Esto es simplemente una suposición basada en el dolor y el pulso de la Consorte. No puedo investigar si esto es cierto. Sin embargo, Su Majestad la Emperatriz Viuda puede ordenar a las funcionarias que la atienden que la examinen con detenimiento. Si encuentran alguna marca de aguja, pueden intentar usar una piedra de succión.

«Ya que podíamos haberlo intentado, ¿por qué esperar hasta ahora? ¡Lian'er, ven aquí y examina a tu amo!», gritó la emperatriz viuda a Lian'er, que seguía arrodillada en el suelo.

«Majestad, el médico imperial le recomendó a Su Majestad que probara con un imán, e incluso le dio uno a Lian'er. ¡Pero Su Majestad se niega rotundamente a dejar que Lian'er se acerque!», exclamó Lian'er indignada.

La emperatriz viuda recordó de repente que el emperador había pasado la noche anterior en el Palacio Oeste, e inmediatamente lo comprendió. Dándose la vuelta, dijo:

"¿Ah, sí? En ese caso, pueden retirarse todos para que yo mismo pueda examinar las heridas de Rong'er."

—Sí, Majestad, me retiro. —El médico imperial y los sirvientes del palacio abandonaron rápidamente el palacio.
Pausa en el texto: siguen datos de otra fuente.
use chrono::{DateTime, Utc};
use serde::{Deserialize, Serialize};

/// Identifier wrapper for stored demand signals.
#[derive(Debug, Clone, PartialEq, Eq, Hash, Serialize, Deserialize)]
pub struct SignalId(pub String);

/// Identifier for a materialized internal requirement (RFQ).
#[derive(Debug, Clone, PartialEq, Eq, Hash, Serialize, Deserialize)]
pub struct RequirementId(pub String);

/// Where a candidate opportunity was detected.
#[derive(Debug, Clone, Copy, PartialEq, Eq, Serialize, Deserialize)]
#[serde(rename_all = "snake_case")]
pub enum SignalSource {
    MarketScan,
    InboundInquiry,
    PartnerFeed,
    ManualEntry,
}

/// Buyer qualification level known at detection time.
#[derive(Debug, Clone, Copy, PartialEq, Eq, Serialize, Deserialize)]
#[serde(rename_all = "snake_case")]
pub enum BuyerType {
    VerifiedBusiness,
    RegisteredBusiness,
    Guest,
}

/// Raw opportunity attributes consumed by the score calculator.
#[derive(Debug, Clone, PartialEq, Serialize, Deserialize)]
pub struct ScoreFactors {
    pub estimated_value: f64,
    pub category: String,
    pub subcategory: Option<String>,
    pub industry: Option<String>,
    pub country: String,
    pub delivery_timeline_days: u32,
    pub buyer_type: BuyerType,
    pub matching_suppliers_count: u32,
    pub avg_supplier_match_score: Option<f32>,
}

/// The four sub-scores plus their rounded mean, all on a 0-10 scale.
#[derive(Debug, Clone, Copy, PartialEq, Serialize, Deserialize)]
pub struct SignalScores {
    pub intent: f32,
    pub urgency: f32,
    pub value: f32,
    pub feasibility: f32,
    pub overall: f32,
}

/// Discrete demand classification derived from the overall score.
#[derive(Debug, Clone, Copy, PartialEq, Eq, Serialize, Deserialize)]
#[serde(rename_all = "snake_case")]
pub enum Classification {
    Buy,
    Research,
    Noise,
}

impl Classification {
    pub const fn label(self) -> &'static str {
        match self {
            Classification::Buy => "buy",
            Classification::Research => "research",
            Classification::Noise => "noise",
        }
    }
}

/// Routing outcome for a classified signal.
///
/// `Pending` is the only initial state. Automatic routing moves a signal to
/// exactly one of the other three; `AdminReview` may afterwards be escalated
/// to `AutoRfq` or dismissed to `Ignore` by an explicit admin action. A
/// signal holding a requirement link is terminal.
#[derive(Debug, Clone, Copy, PartialEq, Eq, Serialize, Deserialize)]
#[serde(rename_all = "snake_case")]
pub enum DecisionAction {
    Pending,
    AutoRfq,
    AdminReview,
    Ignore,
}

impl DecisionAction {
    pub const fn label(self) -> &'static str {
        match self {
            DecisionAction::Pending => "pending",
            DecisionAction::AutoRfq => "auto_rfq",
            DecisionAction::AdminReview => "admin_review",
            DecisionAction::Ignore => "ignore",
        }
    }
}

/// Inbound payload describing a detected opportunity before scoring.
#[derive(Debug, Clone, PartialEq, Serialize, Deserialize)]
pub struct SignalSubmission {
    pub source: SignalSource,
    pub category: String,
    #[serde(default)]
    pub subcategory: Option<String>,
    #[serde(default)]
    pub industry: Option<String>,
    #[serde(default)]
    pub description: Option<String>,
    pub estimated_value: f64,
    pub delivery_location: String,
    pub delivery_timeline_days: u32,
    pub buyer_type: BuyerType,
    /// Supplier availability, when the detector already looked it up.
    /// Omitted counts are resolved through the supplier directory at ingest.
    #[serde(default)]
    pub matching_suppliers_count: Option<u32>,
    #[serde(default)]
    pub best_supplier_match_score: Option<f32>,
    #[serde(default)]
    pub avg_supplier_match_score: Option<f32>,
}

/// Stored demand signal, retained indefinitely as an audit trail.
#[derive(Debug, Clone, PartialEq, Serialize, Deserialize)]
pub struct DemandSignal {
    pub id: SignalId,
    pub source: SignalSource,
    pub detected_at: DateTime<Utc>,
    pub classification: Classification,
    pub scores: SignalScores,
    pub category: String,
    pub subcategory: Option<String>,
    pub industry: Option<String>,
    pub description: Option<String>,
    pub estimated_value: f64,
    pub delivery_location: String,
    pub delivery_timeline_days: u32,
    pub buyer_type: BuyerType,
    pub matching_suppliers_count: u32,
    pub best_supplier_match_score: Option<f32>,
    pub fulfilment_feasible: bool,
    pub decision_action: DecisionAction,
    pub converted_to_rfq_id: Option<RequirementId>,
}

impl DemandSignal {
    /// Whether an explicit admin decision can still change this signal.
    pub fn accepts_manual_override(&self) -> bool {
        self.decision_action == DecisionAction::AdminReview && self.converted_to_rfq_id.is_none()
    }
}

/// Internal sourcing requirement created when a signal is materialized.
#[derive(Debug, Clone, PartialEq, Serialize, Deserialize)]
pub struct RequirementRecord {
    pub id: RequirementId,
    pub source_signal_id: SignalId,
    pub category: String,
    pub subcategory: Option<String>,
    pub description: String,
    pub estimated_value: f64,
    pub delivery_location: String,
    pub delivery_timeline_days: u32,
    pub created_at: DateTime<Utc>,
}
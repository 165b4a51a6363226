use crate::cli::ServeArgs;
use crate::infra::{
    view_gate, AppState, InMemorySettingsStore, InMemorySignalRepository, StaticSupplierDirectory,
};
use crate::routes::with_demand_routes;
use axum::Extension;
use axum_prometheus::PrometheusMetricLayer;
use std::sync::atomic::Ordering;
use std::sync::Arc;

use demand_intel::config::AppConfig;
use demand_intel::error::AppError;
use demand_intel::intelligence::DemandIntelligenceService;
use demand_intel::telemetry;
use tracing::info;

pub(crate) async fn run(mut args: ServeArgs) -> Result<(), AppError> {
    let mut config = AppConfig::load()?;

    if let Some(host) = args.host.take() {
        config.server.host = host;
    }
    if let Some(port) = args.port.take() {
        config.server.port = port;
    }

    telemetry::init(&config.telemetry)?;

    let (prometheus_layer, prometheus_handle) = PrometheusMetricLayer::pair();
    let readiness_flag = Arc::new(std::sync::atomic::AtomicBool::new(false));
    let app_state = AppState {
        readiness: readiness_flag.clone(),
        metrics: Arc::new(prometheus_handle),
        view_gate: Arc::new(view_gate(&config.access)),
    };

    let repository = Arc::new(InMemorySignalRepository::default());
    let settings = Arc::new(InMemorySettingsStore::default());
    let directory = Arc::new(StaticSupplierDirectory::default());
    let service = Arc::new(DemandIntelligenceService::new(
        repository, settings, directory,
    ));

    let app = with_demand_routes(service)
        .layer(Extension(app_state))
        .layer(prometheus_layer);

    let addr = config.server.socket_addr()?;
    let listener = tokio::net::TcpListener::bind(addr).await?;
    readiness_flag.store(true, Ordering::Release);

    info!(?config.environment, %addr, "demand intelligence service ready");

    axum::serve(listener, app).await?;
    Ok(())
}
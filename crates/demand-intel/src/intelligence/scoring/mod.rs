mod policy;
mod rules;

pub use policy::{classify, route};
pub use rules::ScoreDimension;

use crate::intelligence::domain::{Classification, DecisionAction, ScoreFactors, SignalScores};
use crate::intelligence::settings::DecisionSettings;
use serde::{Deserialize, Serialize};

/// Stateless engine combining the pure score rules with the threshold
/// policy held in a freshly fetched settings snapshot.
pub struct ScoringEngine {
    settings: DecisionSettings,
}

impl ScoringEngine {
    pub fn new(settings: DecisionSettings) -> Self {
        Self { settings }
    }

    pub fn evaluate(&self, factors: &ScoreFactors) -> ScoreBreakdown {
        let (scores, components) = rules::score_factors(factors);
        let classification = policy::classify(scores.overall, &self.settings);
        let action = policy::route(
            scores.overall,
            factors.matching_suppliers_count,
            &self.settings,
        );

        ScoreBreakdown {
            scores,
            classification,
            action,
            components,
        }
    }
}

/// Per-dimension contribution, kept on the breakdown for auditability.
#[derive(Debug, Clone, PartialEq, Serialize, Deserialize)]
pub struct ScoreComponent {
    pub dimension: ScoreDimension,
    pub score: f32,
    pub notes: String,
}

/// Full evaluation output for one set of score factors.
#[derive(Debug, Clone, PartialEq, Serialize, Deserialize)]
pub struct ScoreBreakdown {
    pub scores: SignalScores,
    pub classification: Classification,
    pub action: DecisionAction,
    pub components: Vec<ScoreComponent>,
}
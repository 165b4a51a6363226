use super::ScoreComponent;
use crate::intelligence::domain::{BuyerType, ScoreFactors, SignalScores};

const SCORE_MIN: f32 = 0.0;
const SCORE_MAX: f32 = 10.0;

pub(crate) fn clamp_score(value: f32) -> f32 {
    if !value.is_finite() {
        return SCORE_MIN;
    }
    value.clamp(SCORE_MIN, SCORE_MAX)
}

pub(crate) fn round_one_decimal(value: f32) -> f32 {
    (value * 10.0).round() / 10.0
}

/// Which dimension a score component contributed to.
#[derive(Debug, Clone, Copy, PartialEq, Eq, serde::Serialize, serde::Deserialize)]
#[serde(rename_all = "snake_case")]
pub enum ScoreDimension {
    Intent,
    Urgency,
    Value,
    Feasibility,
}

pub(crate) fn score_factors(factors: &ScoreFactors) -> (SignalScores, Vec<ScoreComponent>) {
    let mut components = Vec::with_capacity(4);

    let intent = intent_score(factors);
    components.push(ScoreComponent {
        dimension: ScoreDimension::Intent,
        score: intent,
        notes: format!(
            "{:?} buyer, subcategory {}, industry {}",
            factors.buyer_type,
            presence(factors.subcategory.as_deref()),
            presence(factors.industry.as_deref()),
        ),
    });

    let urgency = urgency_score(factors.delivery_timeline_days);
    components.push(ScoreComponent {
        dimension: ScoreDimension::Urgency,
        score: urgency,
        notes: format!("delivery window {} day(s)", factors.delivery_timeline_days),
    });

    let value = value_score(factors.estimated_value);
    components.push(ScoreComponent {
        dimension: ScoreDimension::Value,
        score: value,
        notes: format!("estimated deal value {:.0}", factors.estimated_value.max(0.0)),
    });

    let feasibility = feasibility_score(
        factors.matching_suppliers_count,
        factors.avg_supplier_match_score,
    );
    components.push(ScoreComponent {
        dimension: ScoreDimension::Feasibility,
        score: feasibility,
        notes: match factors.avg_supplier_match_score {
            Some(avg) => format!(
                "{} matching supplier(s), avg match {:.1}",
                factors.matching_suppliers_count,
                clamp_score(avg)
            ),
            None => format!(
                "{} matching supplier(s), no match history",
                factors.matching_suppliers_count
            ),
        },
    });

    let overall = round_one_decimal((intent + urgency + value + feasibility) / 4.0);

    let scores = SignalScores {
        intent,
        urgency,
        value,
        feasibility,
        overall,
    };

    (scores, components)
}

fn presence(value: Option<&str>) -> &'static str {
    match value {
        Some(v) if !v.trim().is_empty() => "given",
        _ => "missing",
    }
}

/// Buyer qualification carries most of the intent weight; a fully specified
/// category path signals a buyer who knows what they want.
fn intent_score(factors: &ScoreFactors) -> f32 {
    let base = match factors.buyer_type {
        BuyerType::VerifiedBusiness => 8.0,
        BuyerType::RegisteredBusiness => 6.0,
        BuyerType::Guest => 3.0,
    };

    let mut score = base;
    if matches!(factors.subcategory.as_deref(), Some(v) if !v.trim().is_empty()) {
        score += 1.0;
    }
    if matches!(factors.industry.as_deref(), Some(v) if !v.trim().is_empty()) {
        score += 1.0;
    }

    clamp_score(score)
}

fn urgency_score(delivery_timeline_days: u32) -> f32 {
    let score = match delivery_timeline_days {
        0..=7 => 10.0,
        8..=14 => 8.5,
        15..=30 => 7.0,
        31..=60 => 5.0,
        61..=90 => 3.5,
        _ => 2.0,
    };
    clamp_score(score)
}

fn value_score(estimated_value: f64) -> f32 {
    let score = if estimated_value >= 1_000_000.0 {
        10.0
    } else if estimated_value >= 250_000.0 {
        8.5
    } else if estimated_value >= 50_000.0 {
        7.0
    } else if estimated_value >= 10_000.0 {
        5.5
    } else if estimated_value >= 1_000.0 {
        4.0
    } else if estimated_value > 0.0 {
        2.5
    } else {
        0.0
    };
    clamp_score(score)
}

/// Supplier depth saturates at five matches; historical match quality tops
/// up the remaining four points.
fn feasibility_score(matching_suppliers_count: u32, avg_supplier_match_score: Option<f32>) -> f32 {
    let depth = (matching_suppliers_count.min(5) as f32) * 1.2;
    let quality = avg_supplier_match_score
        .map(|avg| clamp_score(avg) * 0.4)
        .unwrap_or(0.0);
    clamp_score(depth + quality)
}
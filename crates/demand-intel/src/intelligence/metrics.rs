use serde::{Deserialize, Serialize};

use super::domain::{Classification, DecisionAction, DemandSignal};

/// On-demand aggregate over the stored signal set. Derived, never persisted.
#[derive(Debug, Clone, PartialEq, Serialize, Deserialize)]
pub struct IntelligenceMetrics {
    pub total_signals: usize,
    pub buy_signals: usize,
    pub research_signals: usize,
    pub noise_signals: usize,
    pub pending: usize,
    pub auto_rfq: usize,
    pub admin_review: usize,
    pub ignored: usize,
    pub converted_to_rfq: usize,
    /// Share of signals that ended up as auto-RFQ, in [0, 1].
    pub auto_rfq_rate: f64,
    pub mean_overall_score: f64,
}

impl IntelligenceMetrics {
    pub fn compute(signals: &[DemandSignal]) -> Self {
        let total = signals.len();
        let count_class = |c: Classification| {
            signals
                .iter()
                .filter(|signal| signal.classification == c)
                .count()
        };
        let count_action = |a: DecisionAction| {
            signals
                .iter()
                .filter(|signal| signal.decision_action == a)
                .count()
        };

        let auto_rfq = count_action(DecisionAction::AutoRfq);
        let converted = signals
            .iter()
            .filter(|signal| signal.converted_to_rfq_id.is_some())
            .count();

        let auto_rfq_rate = if total == 0 {
            0.0
        } else {
            auto_rfq as f64 / total as f64
        };

        let mean_overall_score = if total == 0 {
            0.0
        } else {
            signals
                .iter()
                .map(|signal| signal.scores.overall as f64)
                .sum::<f64>()
                / total as f64
        };

        Self {
            total_signals: total,
            buy_signals: count_class(Classification::Buy),
            research_signals: count_class(Classification::Research),
            noise_signals: count_class(Classification::Noise),
            pending: count_action(DecisionAction::Pending),
            auto_rfq,
            admin_review: count_action(DecisionAction::AdminReview),
            ignored: count_action(DecisionAction::Ignore),
            converted_to_rfq: converted,
            auto_rfq_rate,
            mean_overall_score,
        }
    }
}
La emperatriz viuda separó con fuerza las manos de Shui Rong'er, que cubrían su pecho izquierdo, y la desnudó. Esta vez, a pesar de estar mentalmente preparada, la emperatriz viuda quedó atónita al ver los diversos moretones, grandes y pequeños, en el cuerpo de Shui Rong'er. Tras tres años de viudez, al contemplar de repente las marcas de amor perdidas hacía tanto tiempo, la emperatriz viuda sintió una oleada de ternura en su corazón.

De repente, salió de su trance y sintió que su corazón se aceleraba, su rostro se sonrojaba y sus ojos se dirigían rápidamente hacia la puerta. Solo después de asegurarse de que nadie la había visto, suspiró aliviada y se acarició el corazón, que aún latía con fuerza. Recomponiéndose, continuó desvistiendo a Shui Rong'er. Sin embargo, una vez que la ropa estuvo quitada, la impresionante cantidad de marcas de besos y manchas de amor en el cuerpo de Shui Rong'er quedó al descubierto, y el corazón de la Emperatriz Viuda volvió a latir descontroladamente.

La emperatriz viuda se sonrojó y entreabrió los labios, murmurando suavemente: "¡Li'er es tan poderoso como su padre, el emperador! ¡Rong'er es verdaderamente bendecido!"

Tras una lucha interna, la Emperatriz Viuda finalmente venció sus demonios internos y se calmó para buscar el orificio de la aguja en los senos de Shui Rong'er. Sin embargo, los senos de Shui Rong'er estaban cubiertos de marcas alternas de azul, rojo y púrpura, lo que hacía imposible ver incluso el más mínimo orificio. La Emperatriz Viuda no tuvo más remedio que colocar un imán sobre el seno izquierdo, firme y prominente, de Shui Rong'er y moverlo lentamente, centímetro a centímetro, con la esperanza de extraer la diminuta aguja.

Cuando el imán llegó a la cima, Shui Rong'er gritó repentinamente y se incorporó. La emperatriz viuda tembló de miedo, y el imán que sostenía en la mano cayó sobre el regazo de Shui Rong'er, provocando otra ronda de gritos por su parte.